The U.S. Army’s Engagement Skills Trainer (EST) uses sensors on simulated weapons to collect valuable data about a soldier’s performance during marksmanship exercises. That data is available to an instructor for coaching and remediation purposes. However, experience shows that accessing the data, reviewing the data, and providing feedback to a trainee can be a time consuming process. This environment presents challenges when considering the number of trainees who must complete this training and the limited number of instructors available. This also assumes that instructors are capable of accurately interpreting the data and applying effective remediation. Simulators like the EST are prime candidates for the incorporation of an Intelligent Tutoring System’s (ITS) capabilities. The goals of an ITS are to collect data from a system, make inference on that data as it relates to defined metrics, and to provide formative feedback when data is found to deviate from a specified standard. For this purpose, a system requires models to compare data against. In this paper, we will present the results of the first phase of a study to apply ITS technology to the fundamentals of marksmanship.
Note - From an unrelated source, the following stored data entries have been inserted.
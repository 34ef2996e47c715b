//! Single-byte acknowledgement handshake.

use std::time::{Duration, Instant};

use super::error::{EepromError, EepromResult};
use super::transport::ByteChannel;

/// Wait until `expected` arrives on `channel`.
///
/// Zero-length reads are retried; bytes other than `expected` are dropped.
/// The deadline is checked after every read, and a matching byte that was
/// already read wins over an expired deadline. Channel errors are returned
/// as-is, never folded into [`EepromError::NoAck`].
pub fn wait_ack(
    channel: &mut dyn ByteChannel,
    expected: u8,
    timeout: Duration,
) -> EepromResult<()> {
    let start = Instant::now();
    let mut byte = [0u8; 1];

    loop {
        let n = channel.read(&mut byte)?;

        if n == 1 {
            if byte[0] == expected {
                log::trace!("Got ack 0x{:02X} after {:?}", expected, start.elapsed());
                return Ok(());
            }
            log::trace!("Ignoring 0x{:02X} while waiting for 0x{:02X}", byte[0], expected);
        }

        if start.elapsed() > timeout {
            return Err(EepromError::NoAck {
                expected,
                timeout_ms: timeout.as_millis() as u64,
            });
        }
    }
}

/// Fill `buffer` from `channel` before `timeout` runs out.
///
/// Returns the number of bytes placed in `buffer`; anything short of
/// `buffer.len()` means the deadline passed.
pub fn read_within(
    channel: &mut dyn ByteChannel,
    buffer: &mut [u8],
    timeout: Duration,
) -> EepromResult<usize> {
    let start = Instant::now();
    let mut filled = 0;

    while filled < buffer.len() {
        filled += channel.read(&mut buffer[filled..])?;
        if filled < buffer.len() && start.elapsed() > timeout {
            break;
        }
    }

    Ok(filled)
}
Models created in this phase will be integrated into an adaptive training system prototype built within the Generalized Intelligent Framework for Tutoring (GIFT) for future experimentation. Data was collected across eight experts from the U.S. Army Marksmanship Unit’s service rifle team as they conducted marksmanship tasks. These models are built around sensor data collected during execution, with each sensor being selected based on their link to the fundamentals of marksmanship. We will review the techniques applied to the data for model construction, trends found in the data that are generalized across each expert, and how the models will be used to diagnose error and trigger remediation.